The Burmese government should take urgent measures to end abuses by their forces, ensure humanitarian access, and permit independent international monitors to visit affected areas and investigate abuses, Human Rights Watch said.
The “Government Could Have Stopped This,” is based on 57 interviews conducted in June and July with affected Arakan, Rohingya, and others in Burma and in Bangladesh, where Rohingya have sought refuge from the violence and abuses.
The violence erupted in early June after reports circulated that on May 28 an Arakan Buddhist woman was raped and killed in the town of Ramri by three Muslim men. Details of the crime were circulated locally in an incendiary pamphlet, and on June 3 a large group of Arakan villagers in Toungop stopped a bus and brutally killed 10 Muslims on board. Human Rights Watch confirmed that nearby local police and army stood by and watched but did not intervene. In retaliation, on June 8 thousands of Rohingya rioted in Maungdaw town after Friday prayers, killed an unknown number of Arakan, and destroyed considerable Arakan property. Violence between Rohingya and Arakan then swept through Sittwe and surrounding areas.
Marauding mobs from both Arakan and Rohingya communities stormed unsuspecting villages and neighborhoods, brutally killed residents, and destroyed and burned homes, shops, and houses of worship. With little to no government security present to stop the violence, people armed themselves with swords, spears, sticks, iron rods, knives, and other basic weaponry. Inflammatory anti-Muslim media accounts and local propaganda fanned the violence. Numerous Arakan and Rohingya who spoke to Human Rights Watch reached the conclusion that the authorities could have prevented the violence and the ensuing abuses could have been avoided.
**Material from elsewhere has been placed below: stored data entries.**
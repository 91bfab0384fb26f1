use approx::assert_relative_eq;
use rand::{rngs::StdRng, Rng, SeedableRng};
use stokes_mobility::kernel::{oseen_tensor_direct, DirectEvaluator, KernelProvider, Treecode};
use stokes_mobility::linalg::entry;
use stokes_mobility::params::KernelOptions;
use stokes_mobility::traits::StokesEvaluator;
use stokes_mobility::types::EvalType;

extern crate blas_src;
extern crate lapack_src;

fn cloud(n: usize, offset: [f64; 3], rng: &mut StdRng) -> Vec<f64> {
    (0..n)
        .flat_map(|_| {
            [
                offset[0] + rng.gen::<f64>(),
                offset[1] + rng.gen::<f64>(),
                offset[2] + rng.gen::<f64>(),
            ]
        })
        .collect()
}

fn values(n: usize, rng: &mut StdRng) -> Vec<f64> {
    (0..n).map(|_| rng.gen::<f64>() - 0.5).collect()
}

fn relative_error(approx: &[f64], exact: &[f64]) -> f64 {
    let diff: f64 = approx
        .iter()
        .zip(exact)
        .map(|(a, e)| (a - e) * (a - e))
        .sum();
    let norm: f64 = exact.iter().map(|e| e * e).sum();
    (diff / norm).sqrt()
}

fn treecode_options() -> KernelOptions {
    let mut options = KernelOptions::default();
    options
        .treecode_mut()
        .set_degree(5)
        .set_theta(0.5)
        .set_max_leaf_size(32);
    options
}

#[test]
fn test_oseen_reciprocity() {
    let mut rng = StdRng::seed_from_u64(1);
    let points = cloud(40, [0.0; 3], &mut rng);
    let g = oseen_tensor_direct(&points, &points, 1.3, &KernelOptions::default());
    for i in 0..120 {
        for j in 0..120 {
            assert_relative_eq!(entry(&g, i, j), entry(&g, j, i), max_relative = 1e-12);
        }
    }
}

#[test]
fn test_treecode_matches_direct_for_separated_clouds() {
    let mut rng = StdRng::seed_from_u64(2);
    let options = treecode_options();
    let sources = cloud(3000, [0.0; 3], &mut rng);
    let targets = cloud(200, [3.0, 0.5, 0.0], &mut rng);
    let forces = values(9000, &mut rng);
    let normals = values(9000, &mut rng);
    let densities = values(9000, &mut rng);

    let direct = DirectEvaluator::new(1.0, &options);
    let treecode = Treecode::new(1.0, &options);

    for eval_type in [EvalType::Velocity, EvalType::PressureVelocity] {
        let size = eval_type.component_count() * 200;
        let mut exact = vec![0.0; size];
        let mut approx = vec![0.0; size];
        direct.evaluate_single_layer(eval_type, &sources, &forces, &targets, &mut exact);
        treecode.evaluate_single_layer(eval_type, &sources, &forces, &targets, &mut approx);
        assert!(relative_error(&approx, &exact) < 1e-3);

        direct.evaluate_double_layer(eval_type, &sources, &normals, &densities, &targets, &mut exact);
        treecode.evaluate_double_layer(eval_type, &sources, &normals, &densities, &targets, &mut approx);
        assert!(relative_error(&approx, &exact) < 1e-3);
    }
    assert!(treecode.cluster_count() > 1);
}

#[test]
fn test_treecode_matches_direct_on_same_cloud() {
    let mut rng = StdRng::seed_from_u64(3);
    let options = treecode_options();
    let points = cloud(2500, [0.0; 3], &mut rng);
    let forces = values(7500, &mut rng);

    let mut exact = vec![0.0; 7500];
    let mut approx = vec![0.0; 7500];
    DirectEvaluator::new(0.7, &options).evaluate_single_layer(
        EvalType::Velocity,
        &points,
        &forces,
        &points,
        &mut exact,
    );
    Treecode::new(0.7, &options).evaluate_single_layer(
        EvalType::Velocity,
        &points,
        &forces,
        &points,
        &mut approx,
    );
    assert!(relative_error(&approx, &exact) < 1e-3);
}

#[test]
fn test_provider_clear_releases_tree() {
    let mut rng = StdRng::seed_from_u64(4);
    let mut options = treecode_options();
    options.set_direct_crossover(10);
    let provider = KernelProvider::new(1.0, &options);
    let points = cloud(500, [0.0; 3], &mut rng);
    let forces = values(1500, &mut rng);

    let first = provider.stokeslet_velocity(&points, &forces, &points);
    assert!(provider.treecode().is_populated());
    provider.clear();
    assert!(!provider.treecode().is_populated());

    // State from an earlier evaluation does not leak into the next one.
    let other = cloud(300, [5.0; 3], &mut rng);
    let _ = provider.stokeslet_velocity(&other, &values(900, &mut rng), &other);
    let again = provider.stokeslet_velocity(&points, &forces, &points);
    for (a, b) in first.iter().zip(again.iter()) {
        assert_relative_eq!(a, b, max_relative = 1e-12);
    }
}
A 29-year-old Arakan man and an older Rohingya man each told Human Rights Watch, separately but in the same words, “The government could have stopped this.”
The Burmese army’s presence in Sittwe eventually stemmed the violence. However, on June 12, Arakan mobs burned down the homes of up to 10,000 Rohingya and non-Rohingya Muslims in the city’s largest Muslim neighborhood while the police and paramilitary Lon Thein forces opened fire on Rohingya with live ammunition.